> [What needs to be done]: Every line containing the string "that" is to be copied from the records.

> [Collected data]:
---
use colored::*;
use netdir_common::network::{NetworkObject, ObjectKind};
use netdir_core::NetworkObjectDirectory;
use tracing::info;

use crate::terminal::{colors, format};

pub const TOTAL_WIDTH: usize = 64;

pub fn print(msg: &str) {
    info!(target: "netdir::print", raw_msg = msg);
}

pub fn header(msg: &str, q_level: u8) {
    if q_level > 0 {
        return;
    }

    let formatted: String = format!("⟦ {} ⟧", msg);
    let msg_len: usize = formatted.chars().count();

    let dash_count: usize = TOTAL_WIDTH.saturating_sub(msg_len);
    let left: usize = dash_count / 2;
    let right: usize = dash_count - left;

    let line: ColoredString = format!(
        "{}{}{}",
        "─".repeat(left),
        formatted.to_uppercase().bright_green(),
        "─".repeat(right)
    )
    .bright_black();

    print(&format!("{}", line));
}

pub fn fat_separator() {
    let sep: ColoredString = "═".repeat(TOTAL_WIDTH).bright_black();
    print(&format!("{}", sep));
}

/// Prints every object reachable from the root, indented by depth.
///
/// With `q_level` of 2 or more only groups are listed.
pub fn directory_tree(directory: &NetworkObjectDirectory, q_level: u8) {
    for line in tree_lines(directory.walk(), q_level) {
        print(&line);
    }
}

fn tree_lines(entries: Vec<(usize, NetworkObject)>, q_level: u8) -> Vec<String> {
    let entries: Vec<(usize, NetworkObject)> = entries
        .into_iter()
        .filter(|(_, object)| q_level < 2 || object.kind == ObjectKind::Group)
        .collect();

    entries
        .iter()
        .enumerate()
        .map(|(idx, (depth, object))| {
            let last_sibling: bool = entries[idx + 1..]
                .iter()
                .take_while(|(d, _)| d >= depth)
                .all(|(d, _)| d > depth);
            let branch: ColoredString =
                (if last_sibling { "└─" } else { "├─" }).color(colors::SEPARATOR);
            let indent: String = "   ".repeat(*depth);

            format!("{indent}{branch} {}", format::object_label(object))
        })
        .collect()
}

pub fn summary(directory: &NetworkObjectDirectory, q_level: u8) {
    let entries: Vec<(usize, NetworkObject)> = directory.walk();
    let groups: usize = entries
        .iter()
        .filter(|(_, object)| object.kind == ObjectKind::Group)
        .count();
    let hosts: usize = entries
        .iter()
        .filter(|(_, object)| object.kind == ObjectKind::Host)
        .count();

    let groups: ColoredString = format!("{groups} groups").bold().green();
    let hosts: ColoredString = format!("{hosts} hosts").bold().color(colors::ACCENT);
    let output: String = format!("Directory holds {groups} and {hosts}");

    if q_level == 0 {
        fat_separator();
    }
    print(&output.color(colors::TEXT_DEFAULT).to_string());
}

pub fn no_results() {
    print(&format!("{}", "Inventory is empty".red().bold()));
}
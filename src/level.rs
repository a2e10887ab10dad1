//! Level geometry
//!
//! A level is an ordered platform list, one goal and a spawn box inside a
//! fixed-size world. Platform order is collision priority. Levels are
//! validated once, before the first tick.

use glam::Vec2;
use serde::{Deserialize, Serialize};

use crate::consts::*;
use crate::error::ConfigurationError;
use crate::sim::geometry::{Goal, Platform, Rect};
use crate::tuning::Tuning;

#[derive(Debug, Clone, PartialEq, Serialize, Deserialize)]
pub struct Level {
    /// World size; the bottom edge acts as a floor
    pub world: Vec2,
    pub platforms: Vec<Platform>,
    pub goal: Goal,
    /// Initial player box
    pub spawn: Rect,
}

impl Default for Level {
    /// The built-in level: two hops and a ledge too high to jump to
    fn default() -> Self {
        Self {
            world: Vec2::new(WORLD_WIDTH, WORLD_HEIGHT),
            platforms: vec![
                Platform::new(0.0, 550.0, 300.0, 50.0),
                Platform::new(400.0, 450.0, 150.0, 20.0),
                Platform::new(620.0, 300.0, 180.0, 20.0),
            ],
            goal: Goal::new(720.0, 260.0, 40.0),
            spawn: Rect::new(50.0, 550.0 - PLAYER_SIZE, PLAYER_SIZE, PLAYER_SIZE),
        }
    }
}

impl Level {
    /// Parse a level from JSON and validate it
    pub fn from_json(json: &str) -> Result<Self, ConfigurationError> {
        let level: Level = serde_json::from_str(json)?;
        level.validate()?;
        Ok(level)
    }

    pub fn world_rect(&self) -> Rect {
        Rect::from_pos_size(Vec2::ZERO, self.world)
    }

    /// Fail fast on geometry that can't be played
    ///
    /// Reachability depends on tuning and is checked by `check_reach`.
    pub fn validate(&self) -> Result<(), ConfigurationError> {
        if !self.world.is_finite() || self.world.x <= 0.0 || self.world.y <= 0.0 {
            return Err(ConfigurationError::InvalidWorld {
                width: self.world.x,
                height: self.world.y,
            });
        }

        if self.platforms.is_empty() {
            return Err(ConfigurationError::EmptyLevel);
        }

        for (index, platform) in self.platforms.iter().enumerate() {
            let rect = platform.rect;
            let reason = if !rect.is_finite() {
                Some("coordinates must be finite")
            } else if rect.size.x <= 0.0 {
                Some("width must be positive")
            } else if rect.size.y <= 0.0 {
                Some("height must be positive")
            } else {
                None
            };
            if let Some(reason) = reason {
                return Err(ConfigurationError::InvalidPlatform {
                    index,
                    reason: reason.to_string(),
                });
            }
        }

        let world = self.world_rect();
        let goal = self.goal.rect();
        if !goal.is_finite() || self.goal.size <= 0.0 {
            return Err(ConfigurationError::InvalidGoal {
                reason: "size must be a positive number".into(),
            });
        }
        if !world.contains_rect(&goal) {
            return Err(ConfigurationError::InvalidGoal {
                reason: "goal lies outside the world".into(),
            });
        }

        if !self.spawn.is_finite() || self.spawn.size.x <= 0.0 || self.spawn.size.y <= 0.0 {
            return Err(ConfigurationError::SpawnOutOfBounds {
                reason: "spawn size must be positive".into(),
            });
        }
        if !world.contains_rect(&self.spawn) {
            return Err(ConfigurationError::SpawnOutOfBounds {
                reason: "spawn lies outside the world".into(),
            });
        }

        Ok(())
    }

    /// Check the goal is within reach of a surface under it
    ///
    /// The body standing on a supporting surface must be able to touch the
    /// goal at the top of its highest rise: a plain jump apex or the tallest
    /// leap offset, whichever is greater.
    pub fn check_reach(&self, tuning: &Tuning) -> Result<(), ConfigurationError> {
        let goal_bottom = self.goal.rect().bottom();
        let lowest_top = |surface: f32| surface - self.spawn.size.y - tuning.max_rise();
        if self.support_surfaces().any(|s| goal_bottom > lowest_top(s)) {
            return Ok(());
        }
        Err(ConfigurationError::UnreachableGoal {
            x: self.goal.pos.x,
            y: self.goal.pos.y,
        })
    }

    /// Surfaces at or below the goal that overlap it horizontally, floor included
    fn support_surfaces(&self) -> impl Iterator<Item = f32> + '_ {
        let goal = self.goal.rect();
        self.platforms
            .iter()
            .filter(move |p| goal.overlaps_x(&p.rect))
            .map(|p| p.surface())
            .chain(std::iter::once(self.world.y))
            .filter(move |&surface| goal.bottom() <= surface)
    }
}
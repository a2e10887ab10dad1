//! Game state and core simulation types
//!
//! Everything a tick reads or writes lives in `GameState`. It is rebuilt
//! wholesale from a `Level` on restart.

use glam::Vec2;
use serde::{Deserialize, Serialize};

use super::geometry::{Goal, Platform, Rect};
use super::superposition::Superposition;
use crate::level::Level;

/// Status of the current level attempt
#[derive(Debug, Clone, Copy, PartialEq, Eq, Default, Serialize, Deserialize)]
pub enum GameStatus {
    /// Simulation running
    #[default]
    Playing,
    /// Goal reached, simulation frozen until restart
    Won,
}

/// The player's kinematic body
#[derive(Debug, Clone, PartialEq, Serialize, Deserialize)]
pub struct Body {
    /// Top-left corner
    pub pos: Vec2,
    pub size: Vec2,
    /// (dx, dy), applied once per tick
    pub vel: Vec2,
    /// Bottom edge rests on a platform top or the floor, as of the last resolve
    pub on_ground: bool,
}

impl Body {
    pub fn new(spawn: Rect) -> Self {
        Self {
            pos: spawn.pos,
            size: spawn.size,
            vel: Vec2::ZERO,
            on_ground: false,
        }
    }

    pub fn rect(&self) -> Rect {
        Rect::from_pos_size(self.pos, self.size)
    }

    #[inline]
    pub fn bottom(&self) -> f32 {
        self.pos.y + self.size.y
    }

    /// Move the body without sweeping; grounding is recomputed next resolve
    pub fn teleport(&mut self, pos: Vec2) {
        self.pos = pos;
        self.vel.y = 0.0;
        self.on_ground = false;
    }
}

/// Complete game state (deterministic, serializable)
#[derive(Debug, Clone, PartialEq, Serialize, Deserialize)]
pub struct GameState {
    pub status: GameStatus,
    pub body: Body,
    /// Declaration order is collision priority
    pub platforms: Vec<Platform>,
    pub goal: Goal,
    pub superposition: Superposition,
    /// World size; the bottom edge is a solid floor
    pub world: Vec2,
    /// Simulation tick counter (ticks that ran physics or were suspended)
    pub time_ticks: u64,
}

impl GameState {
    /// Create the initial state for a level
    pub fn new(level: &Level) -> Self {
        Self {
            status: GameStatus::Playing,
            body: Body::new(level.spawn),
            platforms: level.platforms.clone(),
            goal: level.goal,
            superposition: Superposition::default(),
            world: level.world,
            time_ticks: 0,
        }
    }

    #[inline]
    pub fn is_won(&self) -> bool {
        self.status == GameStatus::Won
    }

    /// Motion integration is paused while a superposition is open
    #[inline]
    pub fn is_suspended(&self) -> bool {
        self.superposition.active
    }
}
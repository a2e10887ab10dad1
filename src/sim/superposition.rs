//! Superposition: the quantum leap mechanic
//!
//! While grounded the player can open a superposition. Body physics is
//! suspended and a fixed menu of ghost destinations is offered; selecting a
//! point inside one collapses the body there. Candidates are computed once on
//! entry and never recomputed while open.

use glam::Vec2;
use serde::{Deserialize, Serialize};

use super::events::RejectReason;
use super::geometry::Rect;
use super::state::Body;
use crate::consts::CANDIDATE_COUNT;

/// Open/closed superposition and its ghost candidates
#[derive(Debug, Clone, PartialEq, Serialize, Deserialize)]
pub struct Superposition {
    pub active: bool,
    /// Facing captured at entry (+1 right, -1 left)
    pub facing: f32,
    /// Empty iff not active. Order: long leap, high leap, low hop
    pub candidates: Vec<Vec2>,
}

impl Default for Superposition {
    fn default() -> Self {
        Self {
            active: false,
            facing: 1.0,
            candidates: Vec::new(),
        }
    }
}

/// Ghost positions for a body at `pos` facing `facing`
///
/// Each leap is (forward, vertical); forward is mirrored by facing.
pub fn candidates_for(pos: Vec2, facing: f32, leaps: &[Vec2; CANDIDATE_COUNT]) -> Vec<Vec2> {
    leaps
        .iter()
        .map(|leap| Vec2::new(pos.x + leap.x * facing, pos.y + leap.y))
        .collect()
}

impl Superposition {
    /// Open a superposition for a grounded body
    ///
    /// Leaves `self` untouched on rejection.
    pub fn enter(
        &mut self,
        body: &Body,
        facing: f32,
        leaps: &[Vec2; CANDIDATE_COUNT],
    ) -> Result<(), RejectReason> {
        if self.active {
            return Err(RejectReason::AlreadyActive);
        }
        if !body.on_ground {
            return Err(RejectReason::Airborne);
        }

        self.active = true;
        self.facing = facing;
        self.candidates = candidates_for(body.pos, facing, leaps);
        Ok(())
    }

    /// Index of the first candidate whose body-sized box contains `point`
    ///
    /// First match in generated order, not the closest.
    pub fn pick(&self, point: Vec2, body_size: Vec2) -> Option<usize> {
        self.candidates
            .iter()
            .position(|&c| Rect::from_pos_size(c, body_size).contains_point(point))
    }

    /// Commit to the candidate under `point`, teleporting the body
    ///
    /// A miss keeps the superposition open.
    pub fn collapse(&mut self, body: &mut Body, point: Vec2) -> Option<usize> {
        if !self.active {
            return None;
        }
        let index = self.pick(point, body.size)?;
        body.teleport(self.candidates[index]);
        self.active = false;
        self.candidates.clear();
        Some(index)
    }

    /// Candidate boxes for rendering and hit-testing
    pub fn ghost_rects(&self, body_size: Vec2) -> Vec<Rect> {
        self.candidates
            .iter()
            .map(|&c| Rect::from_pos_size(c, body_size))
            .collect()
    }
}
//! Raw host events to gameplay intents
//!
//! The simulation never sees key codes or pointer coordinates in screen
//! space. Hosts forward their raw events here and pass the resulting
//! `Intent`s to `Simulation::apply`.

use glam::Vec2;
use serde::{Deserialize, Serialize};

use crate::consts::{WORLD_HEIGHT, WORLD_WIDTH};

/// A gameplay intent
#[derive(Debug, Clone, Copy, PartialEq, Serialize, Deserialize)]
pub enum Intent {
    /// Held state changed
    MoveLeft(bool),
    MoveRight(bool),
    Jump,
    EnterSuperposition,
    /// Select a ghost at a point in world coordinates
    SelectAt(Vec2),
    Restart,
}

/// Raw event as delivered by a host
#[derive(Debug, Clone, Copy, PartialEq)]
pub enum RawEvent<'a> {
    /// `code` uses DOM `KeyboardEvent.code` names ("ArrowLeft", "KeyA", ...)
    KeyDown { code: &'a str, repeat: bool },
    KeyUp { code: &'a str },
    /// Pointer press in viewport pixels
    PointerDown { x: f32, y: f32 },
}

#[derive(Debug, Clone, Copy, PartialEq, Eq)]
enum Action {
    Left,
    Right,
    Jump,
    Superpose,
    Restart,
}

fn action_for(code: &str) -> Option<Action> {
    match code {
        "ArrowLeft" | "KeyA" => Some(Action::Left),
        "ArrowRight" | "KeyD" => Some(Action::Right),
        "Space" | "ArrowUp" | "KeyW" => Some(Action::Jump),
        "KeyQ" | "ShiftLeft" | "ShiftRight" => Some(Action::Superpose),
        "KeyR" | "Enter" => Some(Action::Restart),
        _ => None,
    }
}

/// Maps raw events to intents, scaling pointer positions into world space
#[derive(Debug, Clone, Copy, PartialEq)]
pub struct InputMapper {
    viewport: Vec2,
    world: Vec2,
}

impl Default for InputMapper {
    fn default() -> Self {
        let world = Vec2::new(WORLD_WIDTH, WORLD_HEIGHT);
        Self {
            viewport: world,
            world,
        }
    }
}

impl InputMapper {
    pub fn new(world: Vec2) -> Self {
        Self {
            viewport: world,
            world,
        }
    }

    /// Update the on-screen size of the world (after a resize)
    pub fn set_viewport(&mut self, width: f32, height: f32) {
        if width > 0.0 && height > 0.0 {
            self.viewport = Vec2::new(width, height);
        }
    }

    /// Convert a viewport pixel to world units
    pub fn screen_to_world(&self, x: f32, y: f32) -> Vec2 {
        Vec2::new(x, y) * self.world / self.viewport
    }

    pub fn map(&self, event: RawEvent<'_>) -> Option<Intent> {
        match event {
            RawEvent::KeyDown { code, repeat } => match action_for(code)? {
                Action::Left => Some(Intent::MoveLeft(true)),
                Action::Right => Some(Intent::MoveRight(true)),
                // Auto-repeat must not re-fire one-shot commands
                _ if repeat => None,
                Action::Jump => Some(Intent::Jump),
                Action::Superpose => Some(Intent::EnterSuperposition),
                Action::Restart => Some(Intent::Restart),
            },
            RawEvent::KeyUp { code } => match action_for(code)? {
                Action::Left => Some(Intent::MoveLeft(false)),
                Action::Right => Some(Intent::MoveRight(false)),
                _ => None,
            },
            RawEvent::PointerDown { x, y } => Some(Intent::SelectAt(self.screen_to_world(x, y))),
        }
    }
}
---
> [Solution to this problem]:
    /// Fail fast on geometry that can't be played
    /// Surfaces at or below the goal that overlap it horizontally, floor included
    /// Simulation tick counter (ticks that ran physics or were suspended)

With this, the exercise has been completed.